Emerson

O homem se chama Emerson Augusto de Carvalho. É auxiliar de arbitragem: corre pelas laterais do campo com a bandeira na mão. Erra, mas poderia não errar mais. Era só ser demitido e em seu lugar no campo ficar alguém da federação seguindo o jogo por um monitor. Todos os lances duvidosos seriam imediatamente esclarecidos. Poderíamos ver claramente que o nariz do atacante estava à frente do topete do defensor e, portanto, o lance seria irregular. É só trazer a máquina.

UGO GIORGETTI, O Estado de S.Paulo

26 de agosto de 2012 | 03h03

Em outros esportes - penso na NBA, entidade do basquete americano -, é comum ver os árbitros reunidos, consultando a gravação da jogada antes de decidir. No futebol, não. Nós preferimos o Emerson. Por quê?

Alguns poucos porque acreditam na beleza do erro. O erro, como o destino, não tem lógica e é frequentemente injusto. Mas faz parte da vida e muitas vezes decide sobre ela. Portanto, conservando a possibilidade do erro, o futebol se aproxima da vida da qual deriva. Mas a maioria, menos poética, prefere o Emerson por outros motivos. Esses precisam de um culpado, precisam de alguém sobre o qual descarregar sua ira santa, execrando-o publicamente e, é evidente, diminuindo, ou mesmo eliminando, sua própria parcela de culpa nas derrotas.

No famoso jogo Santos x Corinthians, o Emerson foi direta e indiretamente acusado por todos, principalmente pelo Tite, de ter sido o causador da derrota do Corinthians. Ocorre que quando ele errou a partida estava longe de terminar. Tite foi de dedo em riste em direção do auxiliar ao término do jogo, numa atitude pouco comum num homem tão educado. Duvido muito que tenha ido de dedo em riste em direção de sua defesa, que permitiu ao zagueiro do Santos, uma cabeçada, essa sim que decidiu a partida, tão livre que o jogador fez até pose; tão sozinho estava que fez um gol elegante ,plástico, que só se permite em treinos.

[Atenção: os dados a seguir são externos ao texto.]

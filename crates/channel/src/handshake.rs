//! Client session handshake transitions.
//!
//! The handshake is a pure function from the establishment parameters and
//! the last received session to the next action. The client channel
//! performs the action and waits for the next session envelope.

use protocol::{
    Authentication, Identity, Session, SessionCompression, SessionEncryption, SessionState,
};

use crate::error::{ChannelError, Result};

/// Parameters of a session establishment.
#[derive(Debug, Clone, PartialEq)]
pub struct SessionEstablishment {
    /// Preferred compression; the first offered option when `None`.
    pub compression: Option<SessionCompression>,
    /// Preferred encryption; the first offered option when `None`.
    pub encryption: Option<SessionEncryption>,
    pub identity: Identity,
    pub authentication: Authentication,
    pub instance: Option<String>,
}

impl SessionEstablishment {
    /// Creates an establishment that accepts whatever the server offers first.
    pub fn new(identity: Identity, authentication: Authentication) -> Self {
        Self {
            compression: None,
            encryption: None,
            identity,
            authentication,
            instance: None,
        }
    }

    pub fn with_compression(mut self, compression: SessionCompression) -> Self {
        self.compression = Some(compression);
        self
    }

    pub fn with_encryption(mut self, encryption: SessionEncryption) -> Self {
        self.encryption = Some(encryption);
        self
    }

    pub fn with_instance(mut self, instance: impl Into<String>) -> Self {
        self.instance = Some(instance.into());
        self
    }
}

/// What the client does in reaction to a received session.
#[derive(Debug, Clone, Copy, PartialEq, Eq)]
pub enum HandshakeAction {
    /// Reply with a negotiating session carrying the chosen options.
    Negotiate {
        compression: SessionCompression,
        encryption: SessionEncryption,
    },
    /// Apply the options the server confirmed and keep waiting.
    ConfigureTransport {
        compression: Option<SessionCompression>,
        encryption: Option<SessionEncryption>,
    },
    /// Reply with an authenticating session.
    Authenticate,
    /// The handshake is over; hand the session to the caller.
    Complete,
}

impl HandshakeAction {
    /// Returns whether the handshake keeps listening after this action.
    pub fn continues(&self) -> bool {
        !matches!(self, HandshakeAction::Complete)
    }
}

/// Decides the next handshake step for a received session.
pub fn next_action(
    establishment: &SessionEstablishment,
    session: &Session,
) -> Result<HandshakeAction> {
    match session.state {
        SessionState::Negotiating => {
            if session.compression_options.is_none() && session.encryption_options.is_none() {
                return Ok(HandshakeAction::ConfigureTransport {
                    compression: session.compression,
                    encryption: session.encryption,
                });
            }

            let compression = choose(
                establishment.compression,
                session.compression_options.as_deref(),
                "compression",
            )?;
            let encryption = choose(
                establishment.encryption,
                session.encryption_options.as_deref(),
                "encryption",
            )?;
            Ok(HandshakeAction::Negotiate {
                compression,
                encryption,
            })
        }
        SessionState::Authenticating => Ok(HandshakeAction::Authenticate),
        _ => Ok(HandshakeAction::Complete),
    }
}

fn choose<T: Copy>(preferred: Option<T>, offered: Option<&[T]>, axis: &str) -> Result<T> {
    if let Some(preferred) = preferred {
        return Ok(preferred);
    }
    offered
        .and_then(|options| options.first().copied())
        .ok_or_else(|| ChannelError::Handshake(format!("server offered no {} options", axis)))
}

#[cfg(test)]
mod tests {
    use super::*;

    fn establishment() -> SessionEstablishment {
        SessionEstablishment::new(Identity::new("alice", "example.org"), Authentication::guest())
    }

    fn negotiating() -> Session {
        let mut session = Session::new(SessionState::Negotiating);
        session.header.id = Some("s1".to_string());
        session
    }

    #[test]
    fn test_first_offered_options_by_default() {
        let mut session = negotiating();
        session.compression_options = Some(vec![SessionCompression::Gzip, SessionCompression::None]);
        session.encryption_options = Some(vec![SessionEncryption::Tls, SessionEncryption::None]);

        let action = next_action(&establishment(), &session).unwrap();
        assert_eq!(
            action,
            HandshakeAction::Negotiate {
                compression: SessionCompression::Gzip,
                encryption: SessionEncryption::Tls,
            }
        );
        assert!(action.continues());
    }

    #[test]
    fn test_preferences_override_offers() {
        let mut session = negotiating();
        session.compression_options = Some(vec![SessionCompression::Gzip, SessionCompression::None]);
        session.encryption_options = Some(vec![SessionEncryption::Tls, SessionEncryption::None]);

        let establishment = establishment()
            .with_compression(SessionCompression::None)
            .with_encryption(SessionEncryption::None);
        assert_eq!(
            next_action(&establishment, &session).unwrap(),
            HandshakeAction::Negotiate {
                compression: SessionCompression::None,
                encryption: SessionEncryption::None,
            }
        );
    }

    #[test]
    fn test_missing_axis_fails() {
        let mut session = negotiating();
        session.compression_options = Some(vec![SessionCompression::None]);

        let err = next_action(&establishment(), &session).unwrap_err();
        assert!(matches!(err, ChannelError::Handshake(ref m) if m.contains("encryption")));

        session.encryption_options = Some(Vec::new());
        assert!(next_action(&establishment(), &session).is_err());

        let establishment = establishment().with_encryption(SessionEncryption::None);
        assert!(next_action(&establishment, &session).is_ok());
    }

    #[test]
    fn test_confirmed_options_configure_transport() {
        let mut session = negotiating();
        session.compression = Some(SessionCompression::Gzip);
        session.encryption = Some(SessionEncryption::Tls);

        assert_eq!(
            next_action(&establishment(), &session).unwrap(),
            HandshakeAction::ConfigureTransport {
                compression: Some(SessionCompression::Gzip),
                encryption: Some(SessionEncryption::Tls),
            }
        );
    }

    #[test]
    fn test_authenticating_and_terminal_states() {
        let establishment = establishment();
        assert_eq!(
            next_action(&establishment, &Session::new(SessionState::Authenticating)).unwrap(),
            HandshakeAction::Authenticate
        );

        for state in [
            SessionState::Established,
            SessionState::Finished,
            SessionState::Failed,
            SessionState::New,
        ] {
            let action = next_action(&establishment, &Session::new(state)).unwrap();
            assert_eq!(action, HandshakeAction::Complete);
            assert!(!action.continues());
        }
    }
}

Esse foi o gol da vitória, o lance que definiu a partida. Mas sobrou para o Emerson, perseguido pelas maquininhas que a televisão aciona imediatamente para estabelecer o que chamam de justiça do lance. Ele não foi o culpado da derrota do Corinthians e Tite, um homem inegavelmente inteligente, sabe perfeitamente disso. Tite estava apenas exercitando seu novo status de técnico de elite. Agora que finalmente entrou para o pequeno clube dos poderosos, parece que não vai mais aceitar derrotas. Já começo a sentir saudades do antigo Tite, equilibrado, sensato, cordial. Mas não o estou atacando, as coisas são assim, e ele age conforme as coisas.

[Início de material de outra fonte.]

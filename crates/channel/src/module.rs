//! Module pipeline applied to envelopes on send and on receive.
//!
//! A module may pass an envelope through, replace it, or swallow it by
//! returning `None`. Swallowing is silent: the send does not reach the
//! transport, or the received envelope does not reach any listener.

use std::sync::{Arc, PoisonError, RwLock};

/// A transform stage for envelopes of type `T`.
pub trait ChannelModule<T>: Send + Sync {
    /// Called before an envelope is handed to the transport.
    fn on_sending(&self, envelope: T) -> Option<T> {
        Some(envelope)
    }

    /// Called when an envelope arrives, before listener dispatch.
    fn on_receiving(&self, envelope: T) -> Option<T> {
        Some(envelope)
    }
}

/// An ordered, mutable list of modules for one envelope type.
pub struct ModuleChain<T> {
    modules: RwLock<Vec<Arc<dyn ChannelModule<T>>>>,
}

impl<T> Default for ModuleChain<T> {
    fn default() -> Self {
        Self {
            modules: RwLock::new(Vec::new()),
        }
    }
}

impl<T> ModuleChain<T> {
    pub fn new() -> Self {
        Self::default()
    }

    /// Appends a module to the end of the chain.
    pub fn add(&self, module: Arc<dyn ChannelModule<T>>) {
        self.modules
            .write()
            .unwrap_or_else(PoisonError::into_inner)
            .push(module);
    }

    /// Removes a module by identity. Returns whether it was present.
    pub fn remove(&self, module: &Arc<dyn ChannelModule<T>>) -> bool {
        let mut modules = self.modules.write().unwrap_or_else(PoisonError::into_inner);
        let before = modules.len();
        modules.retain(|m| !same_module(m, module));
        modules.len() != before
    }

    pub fn len(&self) -> usize {
        self.modules
            .read()
            .unwrap_or_else(PoisonError::into_inner)
            .len()
    }

    pub fn is_empty(&self) -> bool {
        self.len() == 0
    }

    /// Runs the send stages in order. `None` means the envelope was swallowed.
    pub fn apply_sending(&self, envelope: T) -> Option<T> {
        self.snapshot()
            .iter()
            .try_fold(envelope, |envelope, module| module.on_sending(envelope))
    }

    /// Runs the receive stages in order. `None` means the envelope was swallowed.
    pub fn apply_receiving(&self, envelope: T) -> Option<T> {
        self.snapshot()
            .iter()
            .try_fold(envelope, |envelope, module| module.on_receiving(envelope))
    }

    // Modules run without the lock held so they may mutate the chain.
    fn snapshot(&self) -> Vec<Arc<dyn ChannelModule<T>>> {
        self.modules
            .read()
            .unwrap_or_else(PoisonError::into_inner)
            .clone()
    }
}

fn same_module<T>(a: &Arc<dyn ChannelModule<T>>, b: &Arc<dyn ChannelModule<T>>) -> bool {
    std::ptr::addr_eq(Arc::as_ptr(a), Arc::as_ptr(b))
}
//! Listener registry with one-shot and persistent subscriptions.
//!
//! Registration is keyed by the identity of the `Arc`: adding the same
//! listener again is a no-op, whatever the one-shot flag of the second call.

use std::sync::{Arc, Mutex, PoisonError};

/// Receives envelopes of type `T` dispatched by a channel.
pub trait EnvelopeListener<T>: Send + Sync {
    fn on_receive(&self, envelope: &T);
}

impl<T, F> EnvelopeListener<T> for F
where
    F: Fn(&T) + Send + Sync,
{
    fn on_receive(&self, envelope: &T) {
        self(envelope)
    }
}

struct Entry<T> {
    listener: Arc<dyn EnvelopeListener<T>>,
    remove_after_receive: bool,
}

impl<T> Clone for Entry<T> {
    fn clone(&self) -> Self {
        Self {
            listener: self.listener.clone(),
            remove_after_receive: self.remove_after_receive,
        }
    }
}

/// Ordered listeners for one envelope type.
pub struct ListenerRegistry<T> {
    entries: Mutex<Vec<Entry<T>>>,
}

impl<T> Default for ListenerRegistry<T> {
    fn default() -> Self {
        Self {
            entries: Mutex::new(Vec::new()),
        }
    }
}

impl<T> ListenerRegistry<T> {
    pub fn new() -> Self {
        Self::default()
    }

    /// Registers a listener. Returns `false` if it was already registered.
    pub fn add(&self, listener: Arc<dyn EnvelopeListener<T>>, remove_after_receive: bool) -> bool {
        let mut entries = self.entries.lock().unwrap_or_else(PoisonError::into_inner);
        if entries.iter().any(|e| same_listener(&e.listener, &listener)) {
            return false;
        }
        entries.push(Entry {
            listener,
            remove_after_receive,
        });
        true
    }

    /// Unregisters a listener. Returns whether it was registered.
    pub fn remove(&self, listener: &Arc<dyn EnvelopeListener<T>>) -> bool {
        let mut entries = self.entries.lock().unwrap_or_else(PoisonError::into_inner);
        let before = entries.len();
        entries.retain(|e| !same_listener(&e.listener, listener));
        entries.len() != before
    }

    pub fn contains(&self, listener: &Arc<dyn EnvelopeListener<T>>) -> bool {
        self.entries
            .lock()
            .unwrap_or_else(PoisonError::into_inner)
            .iter()
            .any(|e| same_listener(&e.listener, listener))
    }

    pub fn len(&self) -> usize {
        self.entries
            .lock()
            .unwrap_or_else(PoisonError::into_inner)
            .len()
    }

    pub fn is_empty(&self) -> bool {
        self.len() == 0
    }

    /// Delivers an envelope to every registered listener in order.
    ///
    /// The registry is snapshotted and one-shot listeners are removed under
    /// the lock, so a one-shot listener fires exactly once even when two
    /// dispatches race. Listeners run without the lock held and may add or
    /// remove listeners, which affects the next dispatch only.
    pub fn dispatch(&self, envelope: &T) -> usize {
        let snapshot = {
            let mut entries = self.entries.lock().unwrap_or_else(PoisonError::into_inner);
            let snapshot = entries.clone();
            entries.retain(|e| !e.remove_after_receive);
            snapshot
        };

        for entry in &snapshot {
            entry.listener.on_receive(envelope);
        }
        snapshot.len()
    }
}

fn same_listener<T>(a: &Arc<dyn EnvelopeListener<T>>, b: &Arc<dyn EnvelopeListener<T>>) -> bool {
    std::ptr::addr_eq(Arc::as_ptr(a), Arc::as_ptr(b))
}
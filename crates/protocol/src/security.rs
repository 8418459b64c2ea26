//! Authentication payloads carried by session envelopes.
//!
//! The channel treats these as opaque; it only copies them into the
//! `Authenticating` session it sends.

use base64::engine::general_purpose::STANDARD as BASE64;
use base64::Engine;
use serde::{Deserialize, Serialize};
use serde_json::{json, Value};

/// Authentication scheme names as they appear in the `scheme` field.
#[derive(Debug, Clone, Copy, PartialEq, Eq, Hash, Serialize, Deserialize)]
#[serde(rename_all = "camelCase")]
pub enum AuthenticationScheme {
    /// Anonymous access.
    Guest,
    /// Password authentication.
    Plain,
    /// Authentication delegated to the transport (e.g. client certificates).
    Transport,
    /// Shared key authentication.
    Key,
    /// Token issued by an external provider.
    External,
}

/// An authentication payload for the `Authenticating` session step.
#[derive(Debug, Clone, PartialEq)]
pub struct Authentication {
    scheme: AuthenticationScheme,
    document: Value,
}

impl Authentication {
    /// Guest authentication.
    pub fn guest() -> Self {
        Self {
            scheme: AuthenticationScheme::Guest,
            document: json!({}),
        }
    }

    /// Plain password authentication. The password is base64 encoded on the wire.
    pub fn plain(password: &str) -> Self {
        Self {
            scheme: AuthenticationScheme::Plain,
            document: json!({ "password": BASE64.encode(password) }),
        }
    }

    /// Shared key authentication. The key is base64 encoded on the wire.
    pub fn key(key: &str) -> Self {
        Self {
            scheme: AuthenticationScheme::Key,
            document: json!({ "key": BASE64.encode(key) }),
        }
    }

    /// Transport-level authentication; the payload is empty.
    pub fn transport() -> Self {
        Self {
            scheme: AuthenticationScheme::Transport,
            document: json!({}),
        }
    }

    /// External token authentication.
    pub fn external(token: &str, issuer: &str) -> Self {
        Self {
            scheme: AuthenticationScheme::External,
            document: json!({ "token": token, "issuer": issuer }),
        }
    }

    /// Rebuilds an authentication from its wire parts.
    pub fn from_parts(scheme: AuthenticationScheme, document: Value) -> Self {
        Self { scheme, document }
    }

    /// The scheme of this authentication.
    pub fn scheme(&self) -> AuthenticationScheme {
        self.scheme
    }

    /// The JSON document sent in the session `authentication` field.
    pub fn document(&self) -> &Value {
        &self.document
    }

    /// Decodes the password of a plain authentication.
    pub fn plain_password(&self) -> Option<String> {
        if self.scheme != AuthenticationScheme::Plain {
            return None;
        }
        let encoded = self.document.get("password")?.as_str()?;
        let bytes = BASE64.decode(encoded).ok()?;
        String::from_utf8(bytes).ok()
    }
}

Para o Emerson sobrou uma pequena alegria. Escalado com antecedência para o jogo decisivo entre Coritiba e Grêmio, a CBF não pôde se livrar dele, apesar da confusão de domingo. E ele mostrou que não é tão ruim assim e que tem coragem. No ultimo minuto, validou corretamente um gol do Grêmio. Saiu de campo digno, altivo, cabeça erguida. E escoltado por vários guardas.